The following opinion piece was published Thursday, December 19 in the Omaha World Herald.

Midlands Voices: With antibiotics comes responsibility

By Richard Raymond, M.D.

The writer, of Windsor, Colorado, is the former chief medical officer for Nebraska and former U.S. undersecretary of agriculture for food safety.

I’m among the 97 percent of doctors a recent Consumers Union poll found are alarmed by the rise in illnesses caused by bacteria that are resistant to antibiotics. And I’m part of the 93 percent who are concerned — or at least have questions — about the use of antibiotics in animal agriculture.

To be sure, doctors are under a lot of pressure when it comes to prescribing antibiotics now that the Centers for Disease Control and Prevention has said that overprescribing to people is the leading cause of antibiotic resistance in humans.

I can say from experience that it’s tough to tell an upset mother she needs to wait a few more days before I prescribe antibiotics for her child’s ear infection, and it’s equally hard to tell a businessperson on his way to Asia that his sinus headache is caused by a virus and only time will help.

Perhaps that’s why we’re tempted to ask our counterparts in animal agriculture — veterinarians — to restrict their use of antibiotics so we can reserve them for human use. The fact is, all doctors, whether they have M.D. or DVM after their names, need to be responsible in their use of antibiotics. The CDC made that point, too.

Despite that, though, Consumers Union is calling for wholesale changes in antibiotics use only among the farmers and veterinarians trying to keep their animals healthy, citing its poll as evidence that the medical community is almost unanimously behind the demand that there be a ban on using antibiotics for promoting growth — they do by killing bad bacteria — and preventing disease.

But Consumers Union apparently didn’t tell the doctors it polled that antibiotics for growth promotion are being phased out and that the role of veterinarians in prescribing antibiotics that are important to human medicine is being expanded. Those doctors also likely weren’t told that 30 percent of antibiotics used in animal agriculture are in a class that aren’t approved for use in human medicine.
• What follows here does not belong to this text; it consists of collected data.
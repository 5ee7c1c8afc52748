//! Integration tests for the crawler
//!
//! These tests use wiremock to create mock HTTP servers and run the orchestrator
//! end-to-end with the HTTP-only backends. Browser backends are replaced by in-process
//! test backends where a pass needs controlled behavior.

use async_trait::async_trait;
use sitetrawl::config::Config;
use sitetrawl::crawler::backends::{ArchiveBackend, LightweightBackend, StaticMarkupBackend};
use sitetrawl::crawler::{
    BackendError, FetchBackend, FetchContext, Orchestrator, RunOutcome, MAX_CRAWL_DEPTH,
};
use sitetrawl::output::{write_output, OutputFormat};
use std::collections::HashSet;
use std::sync::atomic::{AtomicUsize, Ordering};
use std::sync::Arc;
use std::time::{Duration, Instant};
use tempfile::TempDir;
use url::Url;
use wiremock::matchers::{method, path, query_param};
use wiremock::{Mock, MockServer, ResponseTemplate};

/// HTML response with the right Content-Type
fn html(body: &str) -> ResponseTemplate {
    ResponseTemplate::new(200).set_body_raw(body.to_string(), "text/html")
}

fn orchestrator(config: Config, backends: Vec<Arc<dyn FetchBackend>>) -> Orchestrator {
    Orchestrator::with_backends(config, backends)
        .expect("Failed to build orchestrator")
        .echo_discoveries(false)
}

fn root(server: &MockServer) -> Url {
    Url::parse(&format!("{}/", server.uri())).expect("Failed to parse mock URI")
}

fn recorded(orch: &Orchestrator) -> Vec<String> {
    let mut urls: Vec<String> = orch
        .aggregator()
        .snapshot()
        .into_iter()
        .map(|r| r.url)
        .collect();
    urls.sort();
    urls
}

/// Mounts a small site: / -> page1, page2, off-site; page1 -> page2, logo.png
async fn mount_site(server: &MockServer) {
    Mock::given(method("GET"))
        .and(path("/"))
        .respond_with(html(
            r#"<html><head><title>Home</title></head><body>
            <a href="/page1">Page 1</a>
            <a href="/page2#top">Page 2</a>
            <a href="http://other.invalid/x">Elsewhere</a>
            <a href="mailto:admin@example.com">Mail</a>
            </body></html>"#,
        ))
        .mount(server)
        .await;

    Mock::given(method("GET"))
        .and(path("/page1"))
        .respond_with(html(
            r#"<html><body><a href="/page2">Page 2</a><a href="/logo.png">Logo</a></body></html>"#,
        ))
        .mount(server)
        .await;

    Mock::given(method("GET"))
        .and(path("/page2"))
        .respond_with(html("<html><body>Leaf</body></html>"))
        .mount(server)
        .await;
}

#[tokio::test]
async fn test_static_backend_traverses_site() {
    let server = MockServer::start().await;
    mount_site(&server).await;
    Mock::given(method("GET"))
        .and(path("/logo.png"))
        .respond_with(ResponseTemplate::new(200).set_body_raw(vec![0u8; 16], "image/png"))
        .mount(&server)
        .await;

    let base = server.uri();
    let mut orch = orchestrator(Config::default(), vec![Arc::new(StaticMarkupBackend)]);
    orch.run(vec![root(&server)]).await.unwrap();

    assert_eq!(
        recorded(&orch),
        vec![
            format!("{}/", base),
            format!("{}/logo.png", base),
            format!("{}/page1", base),
            format!("{}/page2", base),
        ]
    );
    assert_eq!(orch.statistics().reported_errors, 0);
}

#[tokio::test]
async fn test_excluded_extensions_never_fetched() {
    let server = MockServer::start().await;
    mount_site(&server).await;
    Mock::given(method("GET"))
        .and(path("/logo.png"))
        .respond_with(ResponseTemplate::new(200))
        .expect(0)
        .mount(&server)
        .await;

    let mut config = Config::default();
    config.crawler.exclude_extensions = vec!["png".to_string(), "jpg".to_string()];
    let backends: Vec<Arc<dyn FetchBackend>> =
        vec![Arc::new(StaticMarkupBackend), Arc::new(LightweightBackend)];
    let mut orch = orchestrator(config, backends);
    orch.run(vec![root(&server)]).await.unwrap();

    let urls = recorded(&orch);
    assert!(!urls.iter().any(|u| u.ends_with("logo.png")));
    assert!(urls.contains(&format!("{}/page1", server.uri())));
    assert!(orch.statistics().excluded_extension >= 1);
}

#[tokio::test]
async fn test_out_of_scope_target_not_contacted() {
    let server = MockServer::start().await;
    Mock::given(method("GET"))
        .respond_with(html("<html></html>"))
        .expect(0)
        .mount(&server)
        .await;

    let mut config = Config::default();
    config.crawler.scope = Some("*.example.com".to_string());
    let mut orch = orchestrator(config, vec![Arc::new(StaticMarkupBackend)]);
    orch.run(vec![root(&server)]).await.unwrap();

    assert!(orch.aggregator().is_empty());
    assert_eq!(orch.statistics().targets_skipped, 1);
}

#[tokio::test]
async fn test_lightweight_records_reachable_links_only() {
    let server = MockServer::start().await;
    Mock::given(method("GET"))
        .and(path("/"))
        .respond_with(html(
            r#"<html><body><a href="/ok">OK</a><a href="/missing">Missing</a></body></html>"#,
        ))
        .mount(&server)
        .await;
    Mock::given(method("GET"))
        .and(path("/ok"))
        .respond_with(html("<html></html>"))
        .expect(1)
        .mount(&server)
        .await;
    Mock::given(method("GET"))
        .and(path("/missing"))
        .respond_with(ResponseTemplate::new(404))
        .expect(1)
        .mount(&server)
        .await;

    let mut orch = orchestrator(Config::default(), vec![Arc::new(LightweightBackend)]);
    orch.run(vec![root(&server)]).await.unwrap();

    let base = server.uri();
    assert_eq!(recorded(&orch), vec![format!("{}/", base), format!("{}/ok", base)]);
    assert_eq!(orch.statistics().reported_errors, 1);
}

#[tokio::test]
async fn test_redirect_off_site_not_recorded() {
    let site = MockServer::start().await;
    let elsewhere = MockServer::start().await;
    let landing = format!("http://localhost:{}/landing", elsewhere.address().port());

    Mock::given(method("GET"))
        .and(path("/"))
        .respond_with(ResponseTemplate::new(302).insert_header("Location", landing.as_str()))
        .mount(&site)
        .await;
    Mock::given(method("GET"))
        .and(path("/landing"))
        .respond_with(html(r#"<html><body><a href="/inner">Inner</a></body></html>"#))
        .mount(&elsewhere)
        .await;
    Mock::given(method("GET"))
        .and(path("/inner"))
        .respond_with(html("<html></html>"))
        .expect(0)
        .mount(&elsewhere)
        .await;

    let backends: Vec<Arc<dyn FetchBackend>> =
        vec![Arc::new(StaticMarkupBackend), Arc::new(LightweightBackend)];
    let mut orch = orchestrator(Config::default(), backends);
    orch.run(vec![root(&site)]).await.unwrap();

    // Only the root itself; the landing page lives on another host
    assert_eq!(recorded(&orch), vec![format!("{}/", site.uri())]);
}

#[tokio::test]
async fn test_archive_backend_reads_index() {
    let archive = MockServer::start().await;
    let target = Url::parse("http://example.com/").unwrap();

    Mock::given(method("GET"))
        .and(path("/cdx/search/cdx"))
        .and(query_param("url", "http://example.com/*"))
        .and(query_param("output", "text"))
        .and(query_param("fl", "original"))
        .and(query_param("collapse", "urlkey"))
        .respond_with(ResponseTemplate::new(200).set_body_string(
            "http://example.com/\nhttp://example.com/old-page\nhttps://example.com/legacy?id=1\n\nnot-a-url\n",
        ))
        .expect(1)
        .mount(&archive)
        .await;

    let mut config = Config::default();
    config.crawler.archive_endpoint = archive.uri();
    let mut orch = orchestrator(config, vec![Arc::new(ArchiveBackend)]);
    orch.run(vec![target]).await.unwrap();

    assert_eq!(
        recorded(&orch),
        vec![
            "http://example.com/".to_string(),
            "http://example.com/old-page".to_string(),
            "https://example.com/legacy?id=1".to_string(),
        ]
    );
    assert_eq!(orch.statistics().duplicates, 1);
}

#[tokio::test]
async fn test_archive_failure_is_reported_not_fatal() {
    let archive = MockServer::start().await;
    Mock::given(method("GET"))
        .respond_with(ResponseTemplate::new(503))
        .mount(&archive)
        .await;

    let mut config = Config::default();
    config.crawler.archive_endpoint = archive.uri();
    let mut orch = orchestrator(config, vec![Arc::new(ArchiveBackend)]);
    orch.run(vec![Url::parse("http://example.com/").unwrap()])
        .await
        .unwrap();

    assert_eq!(recorded(&orch), vec!["http://example.com/".to_string()]);
    assert_eq!(orch.statistics().reported_errors, 1);
}

#[tokio::test]
async fn test_overlapping_backends_record_each_url_once() {
    let server = MockServer::start().await;
    mount_site(&server).await;
    Mock::given(method("GET"))
        .and(path("/logo.png"))
        .respond_with(ResponseTemplate::new(200).set_body_raw(vec![0u8; 16], "image/png"))
        .mount(&server)
        .await;

    let backends: Vec<Arc<dyn FetchBackend>> =
        vec![Arc::new(StaticMarkupBackend), Arc::new(LightweightBackend)];
    let mut orch = orchestrator(Config::default(), backends);
    orch.run(vec![root(&server)]).await.unwrap();

    let records = orch.aggregator().snapshot();
    let unique: HashSet<&str> = records.iter().map(|r| r.url.as_str()).collect();
    assert_eq!(records.len(), 4);
    assert_eq!(unique.len(), 4);
    assert!(orch.statistics().duplicates > 0);
}

#[tokio::test]
async fn test_page_cap_limits_static_traversal() {
    let server = MockServer::start().await;
    Mock::given(method("GET"))
        .and(path("/"))
        .respond_with(html(
            r#"<a href="/1">1</a><a href="/2">2</a><a href="/3">3</a><a href="/4">4</a>"#,
        ))
        .mount(&server)
        .await;
    Mock::given(method("GET"))
        .and(path("/1"))
        .respond_with(html("<html></html>"))
        .mount(&server)
        .await;
    Mock::given(method("GET"))
        .and(path("/2"))
        .respond_with(html("<html></html>"))
        .expect(0)
        .mount(&server)
        .await;

    let mut config = Config::default();
    config.crawler.max_pages = 2;
    config.crawler.concurrency = 1;
    let mut orch = orchestrator(config, vec![Arc::new(StaticMarkupBackend)]);
    orch.run(vec![root(&server)]).await.unwrap();

    // Links are still emitted even when the cap stops them being visited
    assert_eq!(orch.aggregator().len(), 5);
    let requests = server.received_requests().await.unwrap();
    assert_eq!(requests.len(), 2);
}

#[tokio::test]
async fn test_unreachable_proxy_is_not_fatal() {
    let server = MockServer::start().await;
    Mock::given(method("GET"))
        .respond_with(html("<html></html>"))
        .expect(0)
        .mount(&server)
        .await;

    let mut config = Config::default();
    // Nothing listens on the discard port
    config.proxy.source = Some("http://127.0.0.1:9".to_string());
    config.crawler.request_timeout_secs = 5;
    let mut orch = orchestrator(config, vec![Arc::new(StaticMarkupBackend)]);
    orch.run(vec![root(&server)]).await.unwrap();

    let stats = orch.statistics();
    assert_eq!(stats.suppressed_errors + stats.reported_errors, 1);
    assert_eq!(recorded(&orch), vec![format!("{}/", server.uri())]);
}

/// Emits two URLs never seen before on every pass
struct FanOutBackend {
    calls: AtomicUsize,
}

#[async_trait]
impl FetchBackend for FanOutBackend {
    fn name(&self) -> &'static str {
        "fan-out"
    }

    async fn discover(&self, target: &Url, ctx: &FetchContext) -> Result<(), BackendError> {
        let n = self.calls.fetch_add(1, Ordering::SeqCst);
        for suffix in ["a", "b"] {
            ctx.emit("fan-out", target.join(&format!("/p{}{}", n, suffix)).unwrap());
        }
        Ok(())
    }
}

#[tokio::test]
async fn test_iterative_mode_stops_at_depth_ceiling() {
    let backend = Arc::new(FanOutBackend {
        calls: AtomicUsize::new(0),
    });
    let mut config = Config::default();
    config.crawler.iterative = true;
    let mut orch = orchestrator(config, vec![backend.clone()]);

    let reports = orch
        .crawl_target(&Url::parse("http://example.com/").unwrap())
        .await
        .unwrap();

    // 1 root pass, 2 passes at depth 2, 4 at depth 3
    assert_eq!(reports.len(), 7);
    assert_eq!(backend.calls.load(Ordering::SeqCst), 7);
    assert!(reports.iter().all(|r| r.depth <= MAX_CRAWL_DEPTH));
    assert!(reports
        .iter()
        .filter(|r| r.depth == MAX_CRAWL_DEPTH)
        .all(|r| r.recurse.is_empty()));
    assert_eq!(orch.statistics().max_depth_reached, MAX_CRAWL_DEPTH);
    assert_eq!(orch.aggregator().len(), 15);
}

/// Never finishes within a test's lifetime
struct StallingBackend;

#[async_trait]
impl FetchBackend for StallingBackend {
    fn name(&self) -> &'static str {
        "stalling"
    }

    async fn discover(&self, target: &Url, ctx: &FetchContext) -> Result<(), BackendError> {
        ctx.emit("stalling", target.join("/early").unwrap());
        tokio::time::sleep(Duration::from_secs(60)).await;
        Ok(())
    }
}

#[tokio::test]
async fn test_timeout_keeps_partial_results() {
    let dir = TempDir::new().unwrap();
    let output = dir.path().join("urls.json");

    let mut config = Config::default();
    config.crawler.timeout_secs = Some(1);
    let mut orch = orchestrator(config, vec![Arc::new(StallingBackend)]);
    let aggregator = orch.aggregator();

    let started = Instant::now();
    let outcome = orch
        .run_with_deadline(vec![Url::parse("http://example.com/").unwrap()])
        .await
        .unwrap();
    assert_eq!(outcome, RunOutcome::TimedOut);
    assert!(started.elapsed() < Duration::from_secs(5));

    let format = write_output(&output, false, &aggregator.snapshot()).unwrap();
    assert_eq!(format, OutputFormat::Json);

    let written: Vec<serde_json::Value> =
        serde_json::from_str(&std::fs::read_to_string(&output).unwrap()).unwrap();
    let urls: Vec<&str> = written.iter().filter_map(|r| r["url"].as_str()).collect();
    assert!(urls.contains(&"http://example.com/"));
    assert!(urls.contains(&"http://example.com/early"));
}

#[tokio::test]
async fn test_text_output_sorted_and_unique() {
    let server = MockServer::start().await;
    mount_site(&server).await;
    Mock::given(method("GET"))
        .and(path("/logo.png"))
        .respond_with(ResponseTemplate::new(200).set_body_raw(vec![0u8; 16], "image/png"))
        .mount(&server)
        .await;

    let backends: Vec<Arc<dyn FetchBackend>> =
        vec![Arc::new(StaticMarkupBackend), Arc::new(LightweightBackend)];
    let mut orch = orchestrator(Config::default(), backends);
    orch.run(vec![root(&server)]).await.unwrap();

    let dir = TempDir::new().unwrap();
    let output = dir.path().join("urls.txt");
    write_output(&output, false, &orch.aggregator().snapshot()).unwrap();

    let content = std::fs::read_to_string(&output).unwrap();
    let lines: Vec<&str> = content.lines().collect();
    let mut sorted = lines.clone();
    sorted.sort();
    sorted.dedup();
    assert_eq!(lines, sorted);
    assert_eq!(lines.len(), 4);
}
And I’m thinking those doctors may not realize that, because the U.S. Food and Drug Administration is doing its job, two of the top four classes of antibiotics they prescribe — critically important cephalosporins and flouroquinolones — make up only 0.3 percent of antibiotics used in animal agriculture.

Perhaps if they knew these facts they would be a little less concerned about antibiotics use in livestock and poultry.

Consumers Union said its poll found “85 percent of doctors report that one or more of their patients have had either a presumed or confirmed case of a multi-drug-resistant infection in the past 12 months.”

That’s terribly misleading.

I graduated from medical school in 1972. For most of my practicing lifetime, I cultured urine, blood, pus and sputum, asking for bacterial identification and antibiotic sensitivities so I could make the correct antibiotic choice. Those results often would show resistance but not resistance that necessarily threatened my patients’ health.

Multi-drug resistance is only important if the commonly used antibiotics won’t work.

Consumers Union also reported that “antibiotic use in livestock production increased 16 percent between 2009-2012,” but it omitted an even more important fact: Antibiotic use in human medicine increased by 36 percent from 2000 to 2010, according to a report from Princeton University released in July 2014.

Furthermore, the CDC in its September 2013 report on antibiotic resistance noted that “up to half of the antibiotic use in humans … is unnecessary or inappropriate.”

Antibiotic resistance is a very serious and complex issue. Organizations that point the finger only at animal agriculture aren’t fostering an atmosphere where science and facts can be presented and used to promote policies that address the problem. They’re creating a problem through fear-mongering and half-truths that advances only their agenda.